EXERCISE DESCRIPTION — From the line containing "invalidates the fingerprint." down to the line containing "its parameters) that" in the records below, reproduce every line exactly, ends included, and omit all others.

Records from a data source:
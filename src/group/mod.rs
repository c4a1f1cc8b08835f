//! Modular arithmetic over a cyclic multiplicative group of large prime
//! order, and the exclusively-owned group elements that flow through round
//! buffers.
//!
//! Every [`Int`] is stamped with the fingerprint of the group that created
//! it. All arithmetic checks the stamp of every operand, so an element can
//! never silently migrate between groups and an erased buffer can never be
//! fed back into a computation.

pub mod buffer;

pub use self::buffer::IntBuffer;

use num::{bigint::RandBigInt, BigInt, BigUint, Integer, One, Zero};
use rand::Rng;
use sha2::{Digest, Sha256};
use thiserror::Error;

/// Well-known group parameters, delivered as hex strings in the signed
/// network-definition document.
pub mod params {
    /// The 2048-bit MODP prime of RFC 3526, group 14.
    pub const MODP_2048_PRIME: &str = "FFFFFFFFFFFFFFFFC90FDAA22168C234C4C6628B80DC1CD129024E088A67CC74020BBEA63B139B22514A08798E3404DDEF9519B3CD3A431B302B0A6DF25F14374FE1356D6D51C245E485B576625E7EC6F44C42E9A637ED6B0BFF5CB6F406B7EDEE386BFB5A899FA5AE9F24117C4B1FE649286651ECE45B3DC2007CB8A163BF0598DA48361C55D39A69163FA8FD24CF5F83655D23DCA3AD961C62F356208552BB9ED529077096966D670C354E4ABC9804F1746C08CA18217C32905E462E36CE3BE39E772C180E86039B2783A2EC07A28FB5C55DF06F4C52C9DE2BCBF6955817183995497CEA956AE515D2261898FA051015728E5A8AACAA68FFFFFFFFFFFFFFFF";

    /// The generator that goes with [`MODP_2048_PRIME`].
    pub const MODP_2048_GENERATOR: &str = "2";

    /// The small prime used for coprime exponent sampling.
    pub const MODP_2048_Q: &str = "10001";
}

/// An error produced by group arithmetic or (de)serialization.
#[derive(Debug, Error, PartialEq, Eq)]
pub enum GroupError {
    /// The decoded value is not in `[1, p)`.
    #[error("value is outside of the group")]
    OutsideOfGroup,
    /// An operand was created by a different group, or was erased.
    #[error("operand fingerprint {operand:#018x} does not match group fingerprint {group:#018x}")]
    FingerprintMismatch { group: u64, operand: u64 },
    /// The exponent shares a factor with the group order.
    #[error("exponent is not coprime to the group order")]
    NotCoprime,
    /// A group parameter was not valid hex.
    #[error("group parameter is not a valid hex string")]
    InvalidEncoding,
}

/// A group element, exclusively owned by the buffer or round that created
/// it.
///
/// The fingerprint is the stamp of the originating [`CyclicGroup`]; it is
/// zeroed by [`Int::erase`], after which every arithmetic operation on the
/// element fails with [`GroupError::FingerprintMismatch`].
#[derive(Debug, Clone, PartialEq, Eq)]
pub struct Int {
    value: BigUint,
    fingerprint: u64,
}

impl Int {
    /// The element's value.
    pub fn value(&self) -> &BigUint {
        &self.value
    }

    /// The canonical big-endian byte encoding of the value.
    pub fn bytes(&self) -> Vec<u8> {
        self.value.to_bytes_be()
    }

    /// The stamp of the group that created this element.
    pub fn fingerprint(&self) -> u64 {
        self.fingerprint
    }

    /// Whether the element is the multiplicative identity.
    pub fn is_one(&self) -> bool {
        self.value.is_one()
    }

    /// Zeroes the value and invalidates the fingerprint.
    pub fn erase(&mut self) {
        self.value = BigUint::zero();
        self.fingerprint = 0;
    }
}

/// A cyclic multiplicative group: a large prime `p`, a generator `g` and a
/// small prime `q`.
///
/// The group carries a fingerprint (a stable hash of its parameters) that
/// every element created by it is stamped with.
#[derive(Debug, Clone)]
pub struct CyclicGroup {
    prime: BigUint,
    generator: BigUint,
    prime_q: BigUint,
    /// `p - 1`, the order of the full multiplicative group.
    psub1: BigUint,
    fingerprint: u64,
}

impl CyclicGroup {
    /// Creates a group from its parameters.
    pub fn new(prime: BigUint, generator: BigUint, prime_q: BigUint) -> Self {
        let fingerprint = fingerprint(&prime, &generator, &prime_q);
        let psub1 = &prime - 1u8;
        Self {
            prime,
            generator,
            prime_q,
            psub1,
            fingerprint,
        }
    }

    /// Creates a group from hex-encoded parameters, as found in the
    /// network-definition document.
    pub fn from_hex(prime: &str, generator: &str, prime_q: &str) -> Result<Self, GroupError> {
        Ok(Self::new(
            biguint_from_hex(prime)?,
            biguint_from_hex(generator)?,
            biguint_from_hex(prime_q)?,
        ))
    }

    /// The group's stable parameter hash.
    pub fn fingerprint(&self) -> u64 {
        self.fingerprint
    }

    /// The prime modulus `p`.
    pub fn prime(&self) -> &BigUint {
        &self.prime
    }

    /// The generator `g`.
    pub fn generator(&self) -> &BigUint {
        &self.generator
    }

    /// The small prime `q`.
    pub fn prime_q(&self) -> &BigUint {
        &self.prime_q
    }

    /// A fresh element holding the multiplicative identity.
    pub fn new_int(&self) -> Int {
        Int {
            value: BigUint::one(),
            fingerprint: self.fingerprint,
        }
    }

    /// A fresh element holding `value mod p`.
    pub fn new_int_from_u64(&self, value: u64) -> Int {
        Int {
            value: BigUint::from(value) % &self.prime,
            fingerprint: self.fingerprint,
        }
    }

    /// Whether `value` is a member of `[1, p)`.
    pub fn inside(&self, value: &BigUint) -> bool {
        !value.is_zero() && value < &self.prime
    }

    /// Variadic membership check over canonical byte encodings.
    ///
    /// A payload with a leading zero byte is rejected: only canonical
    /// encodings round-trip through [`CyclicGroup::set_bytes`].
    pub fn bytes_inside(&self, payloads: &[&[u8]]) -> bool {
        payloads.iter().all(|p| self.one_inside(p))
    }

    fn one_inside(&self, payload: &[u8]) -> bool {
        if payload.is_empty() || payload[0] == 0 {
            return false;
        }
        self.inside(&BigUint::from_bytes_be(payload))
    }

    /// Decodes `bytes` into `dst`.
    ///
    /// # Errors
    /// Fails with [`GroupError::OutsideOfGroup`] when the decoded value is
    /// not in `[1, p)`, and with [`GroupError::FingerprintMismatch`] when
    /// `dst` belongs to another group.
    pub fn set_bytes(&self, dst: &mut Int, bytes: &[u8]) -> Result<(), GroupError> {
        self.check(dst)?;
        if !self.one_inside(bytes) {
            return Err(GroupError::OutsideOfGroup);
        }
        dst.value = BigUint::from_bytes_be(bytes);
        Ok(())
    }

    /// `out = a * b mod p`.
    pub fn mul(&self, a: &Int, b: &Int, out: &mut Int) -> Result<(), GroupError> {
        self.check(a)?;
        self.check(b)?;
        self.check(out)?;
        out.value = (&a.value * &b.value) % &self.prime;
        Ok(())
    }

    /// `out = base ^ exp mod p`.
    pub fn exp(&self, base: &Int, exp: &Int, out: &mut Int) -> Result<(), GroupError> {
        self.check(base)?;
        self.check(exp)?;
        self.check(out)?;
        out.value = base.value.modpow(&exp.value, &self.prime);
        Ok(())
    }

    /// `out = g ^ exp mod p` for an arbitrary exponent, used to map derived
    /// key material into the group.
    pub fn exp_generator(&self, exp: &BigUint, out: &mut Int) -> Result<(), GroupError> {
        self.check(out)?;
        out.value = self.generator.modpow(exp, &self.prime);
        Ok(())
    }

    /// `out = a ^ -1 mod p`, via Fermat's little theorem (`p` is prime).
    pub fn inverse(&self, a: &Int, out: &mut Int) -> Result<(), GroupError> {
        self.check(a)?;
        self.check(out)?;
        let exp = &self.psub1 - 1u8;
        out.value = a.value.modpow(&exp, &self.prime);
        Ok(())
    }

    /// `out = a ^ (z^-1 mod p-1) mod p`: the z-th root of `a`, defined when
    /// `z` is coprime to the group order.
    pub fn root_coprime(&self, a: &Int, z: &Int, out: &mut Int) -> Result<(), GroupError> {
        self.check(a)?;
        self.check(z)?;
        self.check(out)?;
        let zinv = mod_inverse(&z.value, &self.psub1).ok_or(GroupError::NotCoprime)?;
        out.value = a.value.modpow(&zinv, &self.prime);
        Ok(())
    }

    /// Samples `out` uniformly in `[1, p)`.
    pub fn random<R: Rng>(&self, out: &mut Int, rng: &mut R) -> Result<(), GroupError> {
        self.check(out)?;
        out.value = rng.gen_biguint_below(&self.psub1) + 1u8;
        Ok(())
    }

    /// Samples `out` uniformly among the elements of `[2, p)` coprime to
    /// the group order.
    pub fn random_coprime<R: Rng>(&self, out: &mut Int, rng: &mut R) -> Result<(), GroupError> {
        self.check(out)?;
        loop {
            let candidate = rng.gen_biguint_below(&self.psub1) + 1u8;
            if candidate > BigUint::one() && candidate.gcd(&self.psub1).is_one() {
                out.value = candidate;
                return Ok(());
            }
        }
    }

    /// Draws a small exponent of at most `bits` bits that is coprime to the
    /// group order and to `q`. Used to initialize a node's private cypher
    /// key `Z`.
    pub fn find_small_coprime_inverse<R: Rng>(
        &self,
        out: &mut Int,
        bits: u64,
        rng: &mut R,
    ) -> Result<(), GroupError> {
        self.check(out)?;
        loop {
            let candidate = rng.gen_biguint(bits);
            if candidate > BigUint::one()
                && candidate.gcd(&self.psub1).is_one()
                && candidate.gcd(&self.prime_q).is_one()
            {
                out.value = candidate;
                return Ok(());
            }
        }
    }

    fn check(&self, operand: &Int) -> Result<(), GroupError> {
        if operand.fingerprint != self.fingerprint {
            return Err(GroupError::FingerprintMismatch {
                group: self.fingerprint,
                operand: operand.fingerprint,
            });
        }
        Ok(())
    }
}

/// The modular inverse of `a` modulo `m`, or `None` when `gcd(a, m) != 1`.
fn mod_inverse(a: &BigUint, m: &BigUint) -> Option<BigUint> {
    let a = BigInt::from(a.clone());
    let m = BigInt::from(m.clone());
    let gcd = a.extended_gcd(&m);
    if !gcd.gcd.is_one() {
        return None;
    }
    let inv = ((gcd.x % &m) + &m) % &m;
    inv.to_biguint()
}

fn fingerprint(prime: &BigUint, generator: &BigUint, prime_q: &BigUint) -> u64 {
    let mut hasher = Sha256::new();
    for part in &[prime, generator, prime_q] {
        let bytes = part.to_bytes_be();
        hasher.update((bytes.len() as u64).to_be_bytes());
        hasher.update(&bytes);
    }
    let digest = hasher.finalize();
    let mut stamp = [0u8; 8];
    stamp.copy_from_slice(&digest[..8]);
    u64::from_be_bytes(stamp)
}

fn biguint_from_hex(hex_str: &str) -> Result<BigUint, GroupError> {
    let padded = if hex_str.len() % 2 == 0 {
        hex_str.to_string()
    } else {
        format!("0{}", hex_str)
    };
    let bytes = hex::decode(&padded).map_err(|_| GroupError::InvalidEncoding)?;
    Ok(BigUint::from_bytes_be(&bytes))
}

--

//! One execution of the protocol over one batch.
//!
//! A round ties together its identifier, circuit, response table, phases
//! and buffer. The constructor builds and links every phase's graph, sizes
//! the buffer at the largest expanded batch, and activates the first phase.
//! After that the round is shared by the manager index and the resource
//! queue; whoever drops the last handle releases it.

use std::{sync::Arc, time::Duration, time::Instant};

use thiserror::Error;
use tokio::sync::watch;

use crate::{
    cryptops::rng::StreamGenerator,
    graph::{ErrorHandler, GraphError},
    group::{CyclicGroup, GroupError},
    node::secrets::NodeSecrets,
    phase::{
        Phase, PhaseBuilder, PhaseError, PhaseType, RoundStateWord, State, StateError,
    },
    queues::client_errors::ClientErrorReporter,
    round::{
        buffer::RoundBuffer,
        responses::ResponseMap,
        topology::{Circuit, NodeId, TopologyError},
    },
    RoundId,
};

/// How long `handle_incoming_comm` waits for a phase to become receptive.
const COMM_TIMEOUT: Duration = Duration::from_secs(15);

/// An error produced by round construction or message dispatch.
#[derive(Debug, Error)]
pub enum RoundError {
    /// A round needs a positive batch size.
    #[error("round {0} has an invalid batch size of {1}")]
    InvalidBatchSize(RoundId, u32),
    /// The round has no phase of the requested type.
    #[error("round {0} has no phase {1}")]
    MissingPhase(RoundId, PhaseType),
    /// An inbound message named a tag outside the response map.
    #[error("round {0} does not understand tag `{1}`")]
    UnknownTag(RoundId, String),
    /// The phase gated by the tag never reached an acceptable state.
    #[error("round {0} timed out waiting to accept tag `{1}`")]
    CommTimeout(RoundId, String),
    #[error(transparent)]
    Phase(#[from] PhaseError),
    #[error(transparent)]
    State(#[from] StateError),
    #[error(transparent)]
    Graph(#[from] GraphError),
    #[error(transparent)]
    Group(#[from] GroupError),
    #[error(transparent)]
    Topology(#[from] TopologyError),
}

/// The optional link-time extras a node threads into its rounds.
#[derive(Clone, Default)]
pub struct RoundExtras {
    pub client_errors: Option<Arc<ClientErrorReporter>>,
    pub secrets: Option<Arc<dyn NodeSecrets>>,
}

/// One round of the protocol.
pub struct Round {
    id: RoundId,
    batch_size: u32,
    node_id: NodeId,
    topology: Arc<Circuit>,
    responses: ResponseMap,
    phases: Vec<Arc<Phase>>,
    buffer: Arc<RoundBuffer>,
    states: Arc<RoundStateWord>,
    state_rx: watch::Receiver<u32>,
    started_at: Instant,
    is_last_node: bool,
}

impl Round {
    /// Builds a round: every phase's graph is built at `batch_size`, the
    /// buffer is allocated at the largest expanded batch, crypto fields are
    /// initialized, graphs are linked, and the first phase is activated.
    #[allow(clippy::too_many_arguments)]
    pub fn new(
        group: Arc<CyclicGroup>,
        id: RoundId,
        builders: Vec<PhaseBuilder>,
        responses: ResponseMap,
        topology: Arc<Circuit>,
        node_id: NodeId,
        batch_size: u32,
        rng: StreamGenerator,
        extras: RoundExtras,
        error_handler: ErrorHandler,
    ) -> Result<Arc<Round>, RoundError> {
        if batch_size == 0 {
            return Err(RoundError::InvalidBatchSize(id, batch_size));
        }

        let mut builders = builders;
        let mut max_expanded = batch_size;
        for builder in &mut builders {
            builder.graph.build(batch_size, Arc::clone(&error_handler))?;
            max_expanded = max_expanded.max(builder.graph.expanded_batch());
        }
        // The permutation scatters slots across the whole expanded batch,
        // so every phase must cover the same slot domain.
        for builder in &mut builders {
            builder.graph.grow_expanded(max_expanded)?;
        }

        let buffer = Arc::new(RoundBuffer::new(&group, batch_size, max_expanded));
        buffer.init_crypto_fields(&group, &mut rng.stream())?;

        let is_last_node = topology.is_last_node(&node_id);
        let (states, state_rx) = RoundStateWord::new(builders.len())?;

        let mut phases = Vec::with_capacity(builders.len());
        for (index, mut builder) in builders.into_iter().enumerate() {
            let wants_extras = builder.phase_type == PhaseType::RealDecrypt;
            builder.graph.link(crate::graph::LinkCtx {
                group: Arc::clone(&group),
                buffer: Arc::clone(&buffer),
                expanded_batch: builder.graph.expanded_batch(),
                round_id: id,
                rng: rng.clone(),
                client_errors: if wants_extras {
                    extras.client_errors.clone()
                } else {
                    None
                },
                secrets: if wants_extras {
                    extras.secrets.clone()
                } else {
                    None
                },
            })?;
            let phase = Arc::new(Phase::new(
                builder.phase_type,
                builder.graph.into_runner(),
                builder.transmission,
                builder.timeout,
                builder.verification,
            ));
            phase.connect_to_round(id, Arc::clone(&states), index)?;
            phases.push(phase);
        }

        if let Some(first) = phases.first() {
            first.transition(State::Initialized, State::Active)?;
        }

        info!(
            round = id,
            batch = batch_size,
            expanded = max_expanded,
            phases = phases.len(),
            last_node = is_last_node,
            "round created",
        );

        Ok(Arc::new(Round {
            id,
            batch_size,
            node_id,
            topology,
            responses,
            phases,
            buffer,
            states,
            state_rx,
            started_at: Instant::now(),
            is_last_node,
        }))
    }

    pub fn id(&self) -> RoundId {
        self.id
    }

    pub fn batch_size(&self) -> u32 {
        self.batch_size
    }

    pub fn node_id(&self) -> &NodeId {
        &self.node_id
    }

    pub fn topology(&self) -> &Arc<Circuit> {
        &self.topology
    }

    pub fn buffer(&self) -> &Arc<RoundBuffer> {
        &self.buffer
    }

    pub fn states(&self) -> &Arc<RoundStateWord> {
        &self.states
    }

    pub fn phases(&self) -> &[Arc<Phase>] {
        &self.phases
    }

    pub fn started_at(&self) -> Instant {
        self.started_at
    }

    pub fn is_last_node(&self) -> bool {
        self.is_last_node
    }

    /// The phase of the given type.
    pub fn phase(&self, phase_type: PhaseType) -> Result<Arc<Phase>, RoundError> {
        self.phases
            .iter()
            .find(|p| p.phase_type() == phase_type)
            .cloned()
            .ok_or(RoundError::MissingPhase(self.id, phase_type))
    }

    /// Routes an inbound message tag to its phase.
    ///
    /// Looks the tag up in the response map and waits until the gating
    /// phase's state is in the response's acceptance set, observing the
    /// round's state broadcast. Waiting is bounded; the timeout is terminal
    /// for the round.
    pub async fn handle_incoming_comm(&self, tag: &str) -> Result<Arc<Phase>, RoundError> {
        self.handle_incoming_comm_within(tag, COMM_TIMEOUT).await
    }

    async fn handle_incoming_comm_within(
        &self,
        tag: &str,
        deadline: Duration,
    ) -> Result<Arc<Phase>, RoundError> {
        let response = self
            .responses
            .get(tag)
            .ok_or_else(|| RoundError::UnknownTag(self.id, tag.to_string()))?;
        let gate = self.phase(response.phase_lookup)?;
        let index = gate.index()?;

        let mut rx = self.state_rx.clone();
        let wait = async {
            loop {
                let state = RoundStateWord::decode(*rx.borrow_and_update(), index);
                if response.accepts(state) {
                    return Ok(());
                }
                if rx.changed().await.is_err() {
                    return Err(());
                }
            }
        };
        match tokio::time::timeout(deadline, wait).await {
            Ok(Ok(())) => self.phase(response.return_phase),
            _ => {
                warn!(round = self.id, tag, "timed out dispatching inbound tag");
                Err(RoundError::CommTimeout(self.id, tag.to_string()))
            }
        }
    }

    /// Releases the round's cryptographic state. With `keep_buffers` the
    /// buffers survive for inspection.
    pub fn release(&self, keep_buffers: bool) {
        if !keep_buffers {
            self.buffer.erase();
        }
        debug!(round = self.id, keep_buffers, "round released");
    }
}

RESPONSE TO THE EXERCISE —
    /// Zeroes the value and invalidates the fingerprint.
    pub fn erase(&mut self) {
        self.value = BigUint::zero();
        self.fingerprint = 0;
    }
}

/// A cyclic multiplicative group: a large prime `p`, a generator `g` and a
/// small prime `q`.
///
/// The group carries a fingerprint (a stable hash of its parameters) that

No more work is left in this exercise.